== AVAILABLE RECORDS ==

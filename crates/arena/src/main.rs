//! HU Arena server
//!
//! Runs heads-up matches against the agent and streams them to viewers.

use std::path::PathBuf;

use arena::config::Config;
use arena::hand_log::HandLogStore;
use arena::http::NO_LOGS;
use arena::identity::PlayerId;
use arena::orchestrator::{ArenaOrchestrator, OrchestratorEvent};
use clap::{Parser, Subcommand};
use tracing_subscriber::EnvFilter;

/// HU Arena - match orchestration and streaming server.
#[derive(Parser, Debug)]
#[command(name = "hu-arena")]
#[command(version, about, long_about = None)]
pub struct Cli {
    /// Path to configuration file
    #[arg(short, long, global = true, value_name = "FILE")]
    pub config: Option<PathBuf>,

    /// Enable verbose logging
    #[arg(short, long, global = true)]
    pub verbose: bool,

    /// Subcommand to execute
    #[command(subcommand)]
    pub command: Commands,
}

/// Available commands.
#[derive(Subcommand, Debug, Clone)]
pub enum Commands {
    /// Run the server until SIGINT or SIGTERM
    Serve {
        /// Listen address, overriding the configuration
        #[arg(long, value_name = "ADDR")]
        bind: Option<String>,
    },

    /// Print a player's hand log
    Logs {
        /// Player identity
        player: String,
    },

    /// Print the effective configuration as TOML
    Config {
        /// Print the built-in defaults instead
        #[arg(long)]
        default: bool,
    },
}

#[tokio::main]
async fn main() -> anyhow::Result<()> {
    let cli = Cli::parse();

    // Load configuration
    let mut config = if let Some(config_path) = &cli.config {
        Config::load(config_path)?
    } else {
        Config::load_default()?
    };

    // Apply environment variable overrides
    config.apply_env_overrides();

    // Initialize tracing; RUST_LOG wins over the configured level
    let level = if cli.verbose {
        "debug".to_string()
    } else {
        config.server.log_level.clone()
    };
    let filter = EnvFilter::try_from_default_env().unwrap_or_else(|_| EnvFilter::new(level));
    tracing_subscriber::fmt().with_env_filter(filter).init();

    if let Some(config_path) = &cli.config {
        tracing::debug!("Using config file: {:?}", config_path);
    }

    match cli.command {
        Commands::Serve { bind } => {
            if let Some(bind) = bind {
                config.server.bind = bind;
            }
            config.validate()?;

            tracing::info!("HU Arena starting...");
            let mut orchestrator = ArenaOrchestrator::new(config)?;
            run_server(&mut orchestrator).await?;
        }
        Commands::Logs { player } => {
            let player = PlayerId::parse(&player)?;
            let store = HandLogStore::new(config.logs.dir.clone());
            match store.read(&player).await? {
                Some(contents) => print!("{contents}"),
                None => println!("{NO_LOGS}"),
            }
        }
        Commands::Config { default } => {
            let shown = if default { Config::default() } else { config };
            print!("{}", shown.to_toml()?);
        }
    }

    Ok(())
}

/// Serve until a shutdown signal arrives.
async fn run_server(orchestrator: &mut ArenaOrchestrator) -> anyhow::Result<()> {
    let mut events = orchestrator.subscribe();
    orchestrator.start().await?;

    tokio::spawn(async move {
        while let Ok(event) = events.recv().await {
            match event {
                OrchestratorEvent::Listening { addr } => {
                    tracing::info!("Listening on http://{}", addr);
                }
                OrchestratorEvent::Error { message } => {
                    tracing::error!("Orchestrator error: {}", message);
                }
                OrchestratorEvent::StateChanged(state) => {
                    tracing::debug!("Orchestrator state: {:?}", state);
                }
            }
        }
    });

    wait_for_shutdown_signal().await;
    tracing::info!("Received shutdown signal");

    orchestrator.stop().await?;

    Ok(())
}

/// Wait for a shutdown signal (SIGTERM or SIGINT).
async fn wait_for_shutdown_signal() {
    use tokio::signal::unix::{signal, SignalKind};

    let mut sigterm = signal(SignalKind::terminate()).expect("Failed to register SIGTERM handler");
    let mut sigint = signal(SignalKind::interrupt()).expect("Failed to register SIGINT handler");

    tokio::select! {
        _ = sigterm.recv() => {
            tracing::info!("Received SIGTERM");
        }
        _ = sigint.recv() => {
            tracing::info!("Received SIGINT");
        }
    }
}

===

§ **TASK STATEMENT**
Reproduce the data exactly, omitting nothing.

§ **EXPECTED ANSWER**
filename crates/arena/src/main.rs
//! HU Arena server
//!
//! Runs heads-up matches against the agent and streams them to viewers.

use std::path::PathBuf;

use arena::config::Config;
use arena::hand_log::HandLogStore;
use arena::http::NO_LOGS;
use arena::identity::PlayerId;
use arena::orchestrator::{ArenaOrchestrator, OrchestratorEvent};
use clap::{Parser, Subcommand};
use tracing_subscriber::EnvFilter;

/// HU Arena - match orchestration and streaming server.
#[derive(Parser, Debug)]
#[command(name = "hu-arena")]
#[command(version, about, long_about = None)]
pub struct Cli {
    /// Path to configuration file
    #[arg(short, long, global = true, value_name = "FILE")]
    pub config: Option<PathBuf>,

    /// Enable verbose logging
    #[arg(short, long, global = true)]
    pub verbose: bool,

    /// Subcommand to execute
    #[command(subcommand)]
    pub command: Commands,
}

/// Available commands.
#[derive(Subcommand, Debug, Clone)]
pub enum Commands {
    /// Run the server until SIGINT or SIGTERM
    Serve {
        /// Listen address, overriding the configuration
        #[arg(long, value_name = "ADDR")]
        bind: Option<String>,
    },

    /// Print a player's hand log
    Logs {
        /// Player identity
        player: String,
    },

    /// Print the effective configuration as TOML
    Config {
        /// Print the built-in defaults instead
        #[arg(long)]
        default: bool,
    },
}

#[tokio::main]
async fn main() -> anyhow::Result<()> {
    let cli = Cli::parse();

    // Load configuration
    let mut config = if let Some(config_path) = &cli.config {
        Config::load(config_path)?
    } else {
        Config::load_default()?
    };

    // Apply environment variable overrides
    config.apply_env_overrides();

    // Initialize tracing; RUST_LOG wins over the configured level
    let level = if cli.verbose {
        "debug".to_string()
    } else {
        config.server.log_level.clone()
    };
    let filter = EnvFilter::try_from_default_env().unwrap_or_else(|_| EnvFilter::new(level));
    tracing_subscriber::fmt().with_env_filter(filter).init();

    if let Some(config_path) = &cli.config {
        tracing::debug!("Using config file: {:?}", config_path);
    }

    match cli.command {
        Commands::Serve { bind } => {
            if let Some(bind) = bind {
                config.server.bind = bind;
            }
            config.validate()?;

            tracing::info!("HU Arena starting...");
            let mut orchestrator = ArenaOrchestrator::new(config)?;
            run_server(&mut orchestrator).await?;
        }
        Commands::Logs { player } => {
            let player = PlayerId::parse(&player)?;
            let store = HandLogStore::new(config.logs.dir.clone());
            match store.read(&player).await? {
                Some(contents) => print!("{contents}"),
                None => println!("{NO_LOGS}"),
            }
        }
        Commands::Config { default } => {
            let shown = if default { Config::default() } else { config };
            print!("{}", shown.to_toml()?);
        }
    }

    Ok(())
}

/// Serve until a shutdown signal arrives.
async fn run_server(orchestrator: &mut ArenaOrchestrator) -> anyhow::Result<()> {
    let mut events = orchestrator.subscribe();
    orchestrator.start().await?;

    tokio::spawn(async move {
        while let Ok(event) = events.recv().await {
            match event {
                OrchestratorEvent::Listening { addr } => {
                    tracing::info!("Listening on http://{}", addr);
                }
                OrchestratorEvent::Error { message } => {
                    tracing::error!("Orchestrator error: {}", message);
                }
                OrchestratorEvent::StateChanged(state) => {
                    tracing::debug!("Orchestrator state: {:?}", state);
                }
            }
        }
    });

    wait_for_shutdown_signal().await;
    tracing::info!("Received shutdown signal");

    orchestrator.stop().await?;

    Ok(())
}

/// Wait for a shutdown signal (SIGTERM or SIGINT).
async fn wait_for_shutdown_signal() {
    use tokio::signal::unix::{signal, SignalKind};

    let mut sigterm = signal(SignalKind::terminate()).expect("Failed to register SIGTERM handler");
    let mut sigint = signal(SignalKind::interrupt()).expect("Failed to register SIGINT handler");

    tokio::select! {
        _ = sigterm.recv() => {
            tracing::info!("Received SIGTERM");
        }
        _ = sigint.recv() => {
            tracing::info!("Received SIGINT");
        }
    }
}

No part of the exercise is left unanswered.